Lo Stato versa una quota significativa, ma non pare abbia intenzione di aprire di più i cordoni della borsa. Per cui il pericolo che i duecento dipinti ed i cinquecento disegni del grande Vincent rimangano chiusi e non godibili agli amanti dell’arte, appare davvero reale. Non lo ha nascosto neppure la direttrice Emile Gordenker. Il piano di recupero – denominato Master Plan ‘28 – è stato realizzato ma richiede un esborso, sia pure in più anni, di milioni e milioni. E all’orizzonte non si profila nessuno in grado di soddisfare le pur legittime esigenze della struttura.

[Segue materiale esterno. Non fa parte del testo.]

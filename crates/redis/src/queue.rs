//! Reliable queue on Redis lists.
//!
//! Layout per queue `q`:
//!
//! ```text
//!   publish ──LPUSH──► q ──BLMOVE──► q:processing ──LREM──► (acked)
//!                      ▲                  │
//!                      └──── nack(true) ──┤
//!                                         └── nack(false) ──► q:dead
//! ```
//!
//! A message stays in `q:processing` until it is settled. Declaring a queue
//! moves anything stranded there back onto `q`, so a worker that died
//! between receive and ack loses nothing. This assumes one consuming
//! process per queue.

use std::time::Duration;

use async_trait::async_trait;
use redis::AsyncCommands;
use redis::aio::{ConnectionManager, MultiplexedConnection};
use tracing::{debug, info, instrument, warn};

use chainlens_core::error::{QueueError, QueueResult};
use chainlens_core::ports::{Acknowledger, Delivery, DeliveryStream, MessageQueue, QueueSpec};

/// Hash of declared queue names to their durability flag.
pub const QUEUE_REGISTRY_KEY: &str = "chainlens:queues";

const DEFAULT_BLOCK_TIMEOUT: Duration = Duration::from_secs(1);

fn processing_key(queue: &str) -> String {
    format!("{queue}:processing")
}

fn dead_letter_key(queue: &str) -> String {
    format!("{queue}:dead")
}

/// [`MessageQueue`] over Redis lists.
#[derive(Clone)]
pub struct RedisQueue {
    client: redis::Client,
    conn: ConnectionManager,
    block_timeout: Duration,
}

impl RedisQueue {
    /// Connect and verify the server answers.
    #[instrument(skip_all)]
    pub async fn connect(client: redis::Client) -> QueueResult<Self> {
        let mut conn = ConnectionManager::new(client.clone())
            .await
            .map_err(|e| QueueError::ConnectionError(e.to_string()))?;

        crate::ping(&mut conn)
            .await
            .map_err(|e| QueueError::ConnectionError(format!("ping failed: {e}")))?;

        info!("📬 Redis queue connected");
        Ok(Self {
            client,
            conn,
            block_timeout: DEFAULT_BLOCK_TIMEOUT,
        })
    }

    /// How long one `BLMOVE` waits before polling again.
    pub fn with_block_timeout(mut self, timeout: Duration) -> Self {
        self.block_timeout = timeout;
        self
    }

    /// Move everything left in `q:processing` back onto `q`, oldest first.
    async fn recover_in_flight(&self, queue: &str) -> redis::RedisResult<u64> {
        let mut conn = self.conn.clone();
        let processing = processing_key(queue);
        let mut recovered = 0u64;

        loop {
            let moved: Option<Vec<u8>> = redis::cmd("LMOVE")
                .arg(&processing)
                .arg(queue)
                .arg("LEFT")
                .arg("RIGHT")
                .query_async(&mut conn)
                .await?;
            if moved.is_none() {
                break;
            }
            recovered += 1;
        }

        Ok(recovered)
    }
}

#[async_trait]
impl MessageQueue for RedisQueue {
    #[instrument(skip_all, fields(queue = %spec.name))]
    async fn declare_queue(&self, spec: &QueueSpec) -> QueueResult<()> {
        let declare_failed = |e: redis::RedisError| QueueError::DeclareFailed {
            queue: spec.name.clone(),
            message: e.to_string(),
        };

        let mut conn = self.conn.clone();
        conn.hset::<_, _, _, ()>(QUEUE_REGISTRY_KEY, &spec.name, spec.durable)
            .await
            .map_err(declare_failed)?;

        let recovered = self
            .recover_in_flight(&spec.name)
            .await
            .map_err(declare_failed)?;

        if recovered > 0 {
            warn!(recovered, "♻️ Requeued unsettled messages from a previous run");
        }
        debug!(durable = spec.durable, "Queue declared");

        Ok(())
    }

    async fn consume(&self, queue: &str) -> QueueResult<DeliveryStream> {
        // Blocking commands would stall every other caller sharing the
        // manager, so each subscription gets its own connection.
        let blocking = self
            .client
            .get_multiplexed_async_connection()
            .await
            .map_err(|e| QueueError::ConsumeFailed {
                queue: queue.to_string(),
                message: e.to_string(),
            })?;

        let state = Subscription {
            blocking,
            settle: self.conn.clone(),
            queue: queue.to_string(),
            processing: processing_key(queue),
            block_timeout_secs: self.block_timeout.as_secs_f64(),
        };

        let stream = futures::stream::unfold(Some(state), |state| async move {
            let mut state = state?;
            match state.next_delivery().await {
                Ok(delivery) => Some((Ok(delivery), Some(state))),
                // End the stream after surfacing the error; the consumer resubscribes
                Err(e) => Some((Err(e), None)),
            }
        });

        Ok(Box::pin(stream))
    }

    async fn publish(&self, queue: &str, payload: &[u8]) -> QueueResult<()> {
        let mut conn = self.conn.clone();
        conn.lpush::<_, _, ()>(queue, payload)
            .await
            .map_err(|e| QueueError::PublishFailed {
                queue: queue.to_string(),
                message: e.to_string(),
            })
    }
}

struct Subscription {
    blocking: MultiplexedConnection,
    settle: ConnectionManager,
    queue: String,
    processing: String,
    block_timeout_secs: f64,
}

impl Subscription {
    async fn next_delivery(&mut self) -> QueueResult<Delivery> {
        loop {
            let moved: Option<Vec<u8>> = redis::cmd("BLMOVE")
                .arg(&self.queue)
                .arg(&self.processing)
                .arg("RIGHT")
                .arg("LEFT")
                .arg(self.block_timeout_secs)
                .query_async(&mut self.blocking)
                .await
                .map_err(|e| QueueError::ConsumeFailed {
                    queue: self.queue.clone(),
                    message: e.to_string(),
                })?;

            if let Some(body) = moved {
                let acker = RedisAcker {
                    conn: self.settle.clone(),
                    queue: self.queue.clone(),
                    body: body.clone(),
                };
                return Ok(Delivery::new(body, Box::new(acker)));
            }
        }
    }
}

struct RedisAcker {
    conn: ConnectionManager,
    queue: String,
    body: Vec<u8>,
}

#[async_trait]
impl Acknowledger for RedisAcker {
    async fn ack(self: Box<Self>) -> QueueResult<()> {
        let RedisAcker {
            mut conn,
            queue,
            body,
        } = *self;

        let removed: i64 = conn
            .lrem(processing_key(&queue), 1, &body)
            .await
            .map_err(|e| QueueError::AckFailed(format!("{queue}: {e}")))?;

        if removed == 0 {
            debug!(queue = %queue, "Acked message was no longer in flight");
        }
        Ok(())
    }

    async fn nack(self: Box<Self>, requeue: bool) -> QueueResult<()> {
        let RedisAcker {
            mut conn,
            queue,
            body,
        } = *self;

        let mut pipe = redis::pipe();
        pipe.atomic().lrem(processing_key(&queue), 1, &body).ignore();
        if requeue {
            // Back at the consuming end, redelivered next
            pipe.rpush(&queue, &body).ignore();
        } else {
            pipe.lpush(dead_letter_key(&queue), &body).ignore();
        }

        let _: () = pipe
            .query_async(&mut conn)
            .await
            .map_err(|e| QueueError::AckFailed(format!("{queue}: {e}")))?;

        if !requeue {
            warn!(queue = %queue, "☠️ Message dead-lettered");
        }
        Ok(())
    }
}

#[cfg(test)]
mod tests {
    use super::*;

    #[test]
    fn test_auxiliary_keys_derive_from_queue_name() {
        assert_eq!(processing_key("blocks"), "blocks:processing");
        assert_eq!(dead_letter_key("blocks"), "blocks:dead");
        assert_ne!(processing_key("accounts"), dead_letter_key("accounts"));
    }
}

Chissà cosa direbbe di questa situazione la cognata (cioè la moglie di Theo il fratello del pittore, morto pochi mesi dopo l’amato congiunto) dell’eccelso artista, che tanto si diede da fare dopo la morte di Vincent. Il quale, in vita, non aveva ottenuto il riconoscimento sperato ed il successo, di fama ed economico, di altri suoi contemporanei. Tra le opere esposte nel Museo olandese figura pure il ritratto di Johanna Bonger vedova Van Gogh (1862-1925) – la cognata, appunto, di Vincent – fattole dal secondo marito, Johan Cohen Gosschalk (1873-1912), giurista e pittore. L’opera, lo sostengono gli esperti, è di scarso valore artistico, ma merita la collocazione espositiva, perché senza questa oscura donna, che lavorò per anni per far conoscere e apprezzare i lavori del cognato, difficilmente oggi potremmo godere dei lavori di Van Gogh, risultato misconosciuto in vita e spesso osteggiato anche per le sue stranezze, la sua follia, il suo suicidio. Johanna aveva sposato il fratello dell’artista, Theo, che morì appena sei mesi dopo Vincent. 

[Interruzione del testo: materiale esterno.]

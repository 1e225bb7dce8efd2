//! Block entity.

use chrono::{DateTime, Utc};
use serde::{Deserialize, Serialize};

use super::{Address, Bytes, H256, opt_wei_string, wei_string};

/// Indexed block with header data and consensus artifacts.
///
/// Blocks are immutable once mined. They are created by the block
/// ingestion handler and never deleted except by a retention policy.
#[derive(Debug, Clone, PartialEq, Serialize, Deserialize)]
pub struct Block {
    /// Block number (height).
    pub number: u64,
    /// Block hash.
    pub hash: H256,
    /// Parent block hash.
    pub parent_hash: H256,
    /// Block timestamp.
    pub timestamp: DateTime<Utc>,
    /// Fee recipient / block proposer.
    pub miner: Address,
    #[serde(with = "wei_string")]
    pub difficulty: u128,
    #[serde(default, with = "opt_wei_string")]
    pub total_difficulty: Option<u128>,
    /// Encoded block size in bytes.
    pub size: u64,
    pub gas_limit: u64,
    pub gas_used: u64,
    #[serde(default, with = "opt_wei_string")]
    pub base_fee_per_gas: Option<u128>,
    pub transaction_count: u32,
    pub uncle_count: u32,
    pub state_root: H256,
    pub receipts_root: H256,
    pub transactions_root: H256,
    pub logs_bloom: Bytes,
    pub extra_data: Bytes,
    pub mix_hash: H256,
    pub nonce: Bytes,
    /// When this block was indexed.
    pub indexed_at: DateTime<Utc>,
}

impl Block {
    /// Minimal block built from an ingestion event when the node could not
    /// provide the full body. Consensus artifacts are left zeroed.
    pub fn from_summary(number: u64, hash: H256, timestamp: DateTime<Utc>) -> Self {
        Self {
            number,
            hash,
            parent_hash: H256::default(),
            timestamp,
            miner: Address::default(),
            difficulty: 0,
            total_difficulty: None,
            size: 0,
            gas_limit: 0,
            gas_used: 0,
            base_fee_per_gas: None,
            transaction_count: 0,
            uncle_count: 0,
            state_root: H256::default(),
            receipts_root: H256::default(),
            transactions_root: H256::default(),
            logs_bloom: Bytes::default(),
            extra_data: Bytes::default(),
            mix_hash: H256::default(),
            nonce: Bytes::default(),
            indexed_at: Utc::now(),
        }
    }

    /// Unix timestamp in seconds.
    pub fn unix_timestamp(&self) -> i64 {
        self.timestamp.timestamp()
    }

    /// Gas utilisation ratio in `[0, 1]`.
    pub fn gas_utilization(&self) -> f64 {
        if self.gas_limit == 0 {
            return 0.0;
        }
        self.gas_used as f64 / self.gas_limit as f64
    }
}
//! PostgreSQL database connection and configuration.

use sqlx::postgres::{PgPool, PgPoolOptions};
use std::time::Duration;
use tracing::{debug, instrument};

use chainlens_core::error::{StorageError, StorageResult};

/// Database configuration.
#[derive(Debug, Clone)]
pub struct DatabaseConfig {
    /// PostgreSQL connection URL.
    pub url: String,
    /// Maximum number of connections in the pool.
    pub max_connections: u32,
    /// Minimum number of connections to maintain.
    pub min_connections: u32,
    /// Connection acquisition timeout.
    pub acquire_timeout: Duration,
    /// Idle connection timeout.
    pub idle_timeout: Duration,
    /// Maximum connection lifetime.
    pub max_lifetime: Duration,
}

impl Default for DatabaseConfig {
    fn default() -> Self {
        Self {
            url: "postgres://localhost/chainlens".to_string(),
            max_connections: 20,
            min_connections: 5,
            acquire_timeout: Duration::from_secs(30),
            idle_timeout: Duration::from_secs(600),
            max_lifetime: Duration::from_secs(1800),
        }
    }
}

impl DatabaseConfig {
    /// Pool sized for the ingestion workers: one long-lived task per queue
    /// plus the batch flusher.
    pub fn for_workers(url: &str) -> Self {
        Self {
            url: url.to_string(),
            max_connections: 10,
            min_connections: 2,
            ..Default::default()
        }
    }
}

/// Database connection pool wrapper.
#[derive(Clone)]
pub struct Database {
    pool: PgPool,
}

impl Database {
    /// Connect to the database with the given configuration.
    #[instrument(skip_all)]
    pub async fn connect(config: &DatabaseConfig) -> StorageResult<Self> {
        debug!(
            max_conn = config.max_connections,
            min_conn = config.min_connections,
            "Creating connection pool"
        );

        let pool = PgPoolOptions::new()
            .max_connections(config.max_connections)
            .min_connections(config.min_connections)
            .acquire_timeout(config.acquire_timeout)
            .idle_timeout(Some(config.idle_timeout))
            .max_lifetime(Some(config.max_lifetime))
            .connect(&config.url)
            .await
            .map_err(|e| StorageError::ConnectionError(e.to_string()))?;

        debug!("Connection pool created");

        Ok(Self { pool })
    }

    /// Get a reference to the connection pool.
    pub fn pool(&self) -> &PgPool {
        &self.pool
    }

    /// Run database migrations.
    #[instrument(skip(self))]
    pub async fn migrate(&self) -> StorageResult<()> {
        debug!("Running migrations");

        sqlx::migrate!("./migrations")
            .run(&self.pool)
            .await
            .map_err(|e| StorageError::MigrationError(e.to_string()))?;

        debug!("Migrations completed");

        Ok(())
    }

    /// Check if the database connection is healthy.
    pub async fn is_healthy(&self) -> bool {
        sqlx::query("SELECT 1").fetch_one(&self.pool).await.is_ok()
    }

    /// Close the connection pool.
    pub async fn close(&self) {
        self.pool.close().await;
    }
}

La Bonger non solo ricevette in eredità un gran numero di opere, tele, disegni, schizzi (tra cui “I girasoli”), ma pure le lettere di Vincent e del marito, che pubblicò e che servirono poi a ricostruire la vita, gli spostamenti e i sentimenti e la filosofia pittorica del grande artista. Visse, la donna, tra le opere d’arte di Van Gogh fino all’ultimo e solo poco tempo prima di morire, per diffondere al meglio l’arte e il pensiero del cognato ed onorarne la memoria, cedette una serie di tele alla National Gallery di Londra. Da lì, da quel proscenio importante, partì la rivalutazione critica di Vincent. Ora collocato tra i massimi pittori di tutti i tempi. Gratitudine immensa, dunque, per la petulanza e l’insistenza di questa casalinga, che ha contribuito ad arricchire il patrimonio artistico mondiale.
Auguriamoci, dunque, che le attuali difficoltà finanziarie del Museum olandese trovino soluzioni e risultino risolvibili presto ed al meglio.